Penser à Elena (et pas seulement)

Cette vidéo poignante est restée dans mes yeux, mon esprit et mon cœur, vous laissant à bout de souffle. Elena est toujours une belle jeune femme très brillante. Si ce n’était pas elle qui nous l’avait révélé, nous aurions eu du mal à croire qu’elle souffrait d’une maladie incurable. Elena a choisi d’être escortée de sa Vénétie en Suisse pour mourir. Et un politicien, Marco Cappato, a pris le poste. La mort de cette femme mérite respect, attention, réflexion. La dame de Spinea est une personne forte et confiante. Il ne se plaint pas, il ne se plaint pas, il ne se plaint pas, il sait garder ses émotions à distance. Elena a décidé de mettre fin à ses jours avant que la maladie qui l’afflige ne l’entraîne “en enfer”. Elle a des mots de compréhension, d’affection et de gratitude pour sa fille et son mari. Son dernier acte d’amour envers eux a été de ne pas être escorté à Bâle pour éviter des ennuis juridiques à tous les deux.

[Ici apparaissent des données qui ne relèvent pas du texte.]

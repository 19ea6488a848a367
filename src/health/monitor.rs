//! Periodic health monitoring for registered services.

use std::sync::atomic::{AtomicU64, Ordering};
use std::sync::Arc;
use std::time::{Duration, Instant};

use futures::future::join_all;
use serde::{Deserialize, Serialize};
use tokio::task::JoinHandle;
use tracing::{debug, warn};

use crate::config::HealthConfig;
use crate::registry::{ServiceRegistry, ServiceStatus};

use super::checker::HealthChecker;

/// Rolling check counters.
#[derive(Debug, Default)]
struct HealthMetrics {
    total_checks: AtomicU64,
    successful_checks: AtomicU64,
    failed_checks: AtomicU64,
    total_latency_ms: AtomicU64,
}

impl HealthMetrics {
    fn record_check(&self, success: bool, latency: Duration) {
        self.total_checks.fetch_add(1, Ordering::Relaxed);
        self.total_latency_ms
            .fetch_add(latency.as_millis() as u64, Ordering::Relaxed);
        if success {
            self.successful_checks.fetch_add(1, Ordering::Relaxed);
        } else {
            self.failed_checks.fetch_add(1, Ordering::Relaxed);
        }
    }
}

/// Result of examining one record in a probe round.
enum CheckOutcome {
    Probed { healthy: bool, latency: Duration },
    /// Heartbeat-governed record; `Some` carries a status transition.
    Heartbeat(Option<ServiceStatus>),
}

/// Snapshot of check counters.
#[derive(Debug, Clone, Copy, Default, Serialize, Deserialize)]
pub struct HealthStats {
    pub total_checks: u64,
    pub successful_checks: u64,
    pub failed_checks: u64,
    pub success_rate: f64,
    pub avg_latency_ms: u64,
}

/// Probes registered services on an interval and feeds results back into the
/// registry via `update_status`.
///
/// Probes for different records run concurrently; each is bounded by the
/// configured per-probe timeout so a hung probe cannot stall the round. A
/// probe error is recorded as a failed check, never propagated.
pub struct HealthMonitor {
    registry: Arc<ServiceRegistry>,
    checker: Arc<dyn HealthChecker>,
    config: HealthConfig,
    metrics: HealthMetrics,
}

impl HealthMonitor {
    pub fn new(
        registry: Arc<ServiceRegistry>,
        checker: Arc<dyn HealthChecker>,
        config: HealthConfig,
    ) -> Self {
        Self {
            registry,
            checker,
            config,
            metrics: HealthMetrics::default(),
        }
    }

    /// Run one probe round over every registered record.
    pub async fn check_all(&self) {
        let records = self.registry.discover_all();
        let probe_timeout = Duration::from_millis(self.config.probe_timeout_ms);

        let probes = records.into_iter().map(|record| {
            let checker = Arc::clone(&self.checker);
            let registry = Arc::clone(&self.registry);
            async move {
                let Some(target) = record.probe.clone() else {
                    // No probe descriptor: heartbeat recency governs liveness.
                    // A record whose heartbeats stopped goes unhealthy until
                    // the registry sweep removes it; an explicitly set status
                    // is left alone while heartbeats stay fresh.
                    let next = if !registry.heartbeat_fresh(&record.service_id) {
                        Some(ServiceStatus::Unhealthy)
                    } else if record.status == ServiceStatus::Unknown {
                        Some(ServiceStatus::Healthy)
                    } else {
                        None
                    };
                    return (record.service_id, CheckOutcome::Heartbeat(next));
                };

                let start = Instant::now();
                let outcome = tokio::time::timeout(probe_timeout, checker.probe(&target)).await;
                let latency = start.elapsed();

                let healthy = match outcome {
                    Ok(Ok(())) => true,
                    Ok(Err(e)) => {
                        debug!(service_id = %record.service_id, error = %e, "Probe failed");
                        false
                    }
                    Err(_) => {
                        warn!(
                            service_id = %record.service_id,
                            timeout_ms = probe_timeout.as_millis() as u64,
                            "Probe timed out"
                        );
                        false
                    }
                };
                (record.service_id, CheckOutcome::Probed { healthy, latency })
            }
        });

        for (service_id, outcome) in join_all(probes).await {
            match outcome {
                CheckOutcome::Probed { healthy, latency } => {
                    self.metrics.record_check(healthy, latency);
                    let status = if healthy {
                        ServiceStatus::Healthy
                    } else {
                        ServiceStatus::Unhealthy
                    };
                    self.registry.update_status(&service_id, status);
                }
                CheckOutcome::Heartbeat(Some(status)) => {
                    self.registry.update_status(&service_id, status);
                }
                CheckOutcome::Heartbeat(None) => {}
            }
        }
    }

    /// Spawn the periodic probe loop.
    pub fn spawn(self: &Arc<Self>) -> JoinHandle<()> {
        let monitor = Arc::clone(self);
        let interval = Duration::from_secs(monitor.config.check_interval_secs);
        tokio::spawn(async move {
            let mut ticker = tokio::time::interval(interval);
            ticker.set_missed_tick_behavior(tokio::time::MissedTickBehavior::Skip);
            loop {
                ticker.tick().await;
                monitor.check_all().await;
            }
        })
    }

    pub fn stats(&self) -> HealthStats {
        let total = self.metrics.total_checks.load(Ordering::Relaxed);
        let successful = self.metrics.successful_checks.load(Ordering::Relaxed);
        let failed = self.metrics.failed_checks.load(Ordering::Relaxed);
        let total_ms = self.metrics.total_latency_ms.load(Ordering::Relaxed);

        HealthStats {
            total_checks: total,
            successful_checks: successful,
            failed_checks: failed,
            success_rate: if total > 0 {
                successful as f64 / total as f64
            } else {
                0.0
            },
            avg_latency_ms: if total > 0 { total_ms / total } else { 0 },
        }
    }
}

#[cfg(test)]
mod tests {
    use super::*;
    use crate::config::RegistryConfig;
    use crate::health::FnHealthChecker;
    use crate::registry::{ProbeTarget, ServiceRecord};

    use async_trait::async_trait;

    fn setup(checker: Arc<dyn HealthChecker>) -> (Arc<ServiceRegistry>, HealthMonitor) {
        let registry = Arc::new(ServiceRegistry::new(RegistryConfig::default()));
        let monitor = HealthMonitor::new(
            Arc::clone(&registry),
            checker,
            HealthConfig {
                check_interval_secs: 1,
                probe_timeout_ms: 50,
            },
        );
        (registry, monitor)
    }

    #[tokio::test]
    async fn test_probe_results_update_status() {
        let checker = Arc::new(FnHealthChecker::new(|target| match target {
            ProbeTarget::Tcp { port, .. } if *port == 80 => Ok(()),
            _ => Err("connection refused".to_string()),
        }));
        let (registry, monitor) = setup(checker);

        let up = ServiceRecord::new("a1", "compute").with_probe(ProbeTarget::Tcp {
            host: "h".into(),
            port: 80,
        });
        let down = ServiceRecord::new("a2", "compute").with_probe(ProbeTarget::Tcp {
            host: "h".into(),
            port: 81,
        });
        let up_id = up.service_id.clone();
        let down_id = down.service_id.clone();
        registry.register(up);
        registry.register(down);

        monitor.check_all().await;

        assert_eq!(registry.get(&up_id).unwrap().status, ServiceStatus::Healthy);
        assert_eq!(
            registry.get(&down_id).unwrap().status,
            ServiceStatus::Unhealthy
        );

        let stats = monitor.stats();
        assert_eq!(stats.total_checks, 2);
        assert_eq!(stats.successful_checks, 1);
        assert_eq!(stats.failed_checks, 1);
    }

    #[tokio::test]
    async fn test_record_without_probe_assumed_healthy() {
        let checker = Arc::new(FnHealthChecker::new(|_| Err("unused".to_string())));
        let (registry, monitor) = setup(checker);

        let record = ServiceRecord::new("a1", "compute");
        let id = record.service_id.clone();
        registry.register(record);

        monitor.check_all().await;

        assert_eq!(registry.get(&id).unwrap().status, ServiceStatus::Healthy);
        assert_eq!(monitor.stats().total_checks, 0);
    }

    #[tokio::test]
    async fn test_explicit_unhealthy_survives_check_round() {
        let checker = Arc::new(FnHealthChecker::new(|_| Err("unused".to_string())));
        let (registry, monitor) = setup(checker);

        let record = ServiceRecord::new("a1", "compute");
        let id = record.service_id.clone();
        registry.register(record);
        registry.update_status(&id, ServiceStatus::Unhealthy);

        // Fresh heartbeats do not overrule an explicit status update.
        monitor.check_all().await;
        assert_eq!(
            registry.get(&id).unwrap().status,
            ServiceStatus::Unhealthy
        );
    }

    #[tokio::test]
    async fn test_stale_heartbeat_goes_unhealthy_without_probe() {
        let registry = Arc::new(ServiceRegistry::new(crate::config::RegistryConfig {
            heartbeat_timeout_secs: 0,
            cleanup_interval_secs: 30,
        }));
        let monitor = HealthMonitor::new(
            Arc::clone(&registry),
            Arc::new(FnHealthChecker::new(|_| Ok(()))),
            HealthConfig::default(),
        );

        let record = ServiceRecord::new("a1", "compute");
        let id = record.service_id.clone();
        registry.register(record);
        registry.update_status(&id, ServiceStatus::Healthy);

        tokio::time::sleep(Duration::from_millis(5)).await;
        monitor.check_all().await;
        assert_eq!(
            registry.get(&id).unwrap().status,
            ServiceStatus::Unhealthy
        );
    }

    struct HangingChecker;

    #[async_trait]
    impl HealthChecker for HangingChecker {
        async fn probe(&self, _target: &ProbeTarget) -> crate::error::Result<()> {
            tokio::time::sleep(Duration::from_secs(60)).await;
            Ok(())
        }
    }

    #[tokio::test]
    async fn test_hung_probe_bounded_by_timeout() {
        let (registry, monitor) = setup(Arc::new(HangingChecker));

        let record = ServiceRecord::new("a1", "compute").with_probe(ProbeTarget::Tcp {
            host: "h".into(),
            port: 80,
        });
        let id = record.service_id.clone();
        registry.register(record);

        let start = Instant::now();
        monitor.check_all().await;
        assert!(start.elapsed() < Duration::from_secs(5));

        assert_eq!(
            registry.get(&id).unwrap().status,
            ServiceStatus::Unhealthy
        );
        assert_eq!(monitor.stats().failed_checks, 1);
    }
}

Maintenant, Elena est morte. Il n’était pas en phase terminale, il ne dépendait pas d’une machine. Sans surprise, sa décision a relancé le débat sur la délicate et épineuse question de la fin de vie. Toute tentative d’exploiter cette histoire troublante et douloureuse serait douloureuse et injuste pour quiconque. Parce qu’il ne devrait y avoir rien à exploiter et tant de choses à penser et, si vous croyez en Dieu, pour lesquelles prier : les mots utilisés, le ton calme de la voix, la ferme conviction de cette personne si douce qui tremble profondément. Sommes-nous maîtres de notre vie ou non ? Avons-nous le droit ou non de choisir comment et quand nous terminons nos jours ? Il y en a qui disent oui et vont tout droit. Et qui, d’autre part, est convaincu qu’il vaut mieux s’arrêter et examiner tranquillement le mystère dans lequel chacun de nous est enveloppé.

Lisbonne, juillet 2022. Les rues du centre sont très fréquentées. C’est le soir, sur un trottoir un homme est allongé par terre. Son pantalon baissé et mouillé d’urine. Il a l’air mort, mais il est juste ivre ou drogué. Il est jeune, peut-être très jeune. Une marée humaine passe, le voit, l’évite, quelqu’un bute distraitement sur son corps. Qui est? D’où vient-il? Personne ne semble s’en soucier. Je m’arrête. Je n’arrive pas à comprendre si c’est l’homme allongé par terre ou le fleuve des jeunes qui ne le regardent pas qui m’a fait le plus mal. Est-ce que cet homme m’inquiète ? Je ne le connais pas, je ne sais pas qui il est ni d’où il vient. Il a choisi de se saouler, de se droguer, de gâcher sa vie. Bien sûr, mais tout cela pourrait-il être suffisant pour que nous l’ignorions ? Il y a des gens qui disent oui, des gens qui disent non. La question revient : « Mais est-ce que « ma » vie est toute et à moi seule ? Ou appartient-elle aussi d’une manière ou d’une autre à ceux qui m’aiment, et même à ceux qui ne me connaissent même pas ? ».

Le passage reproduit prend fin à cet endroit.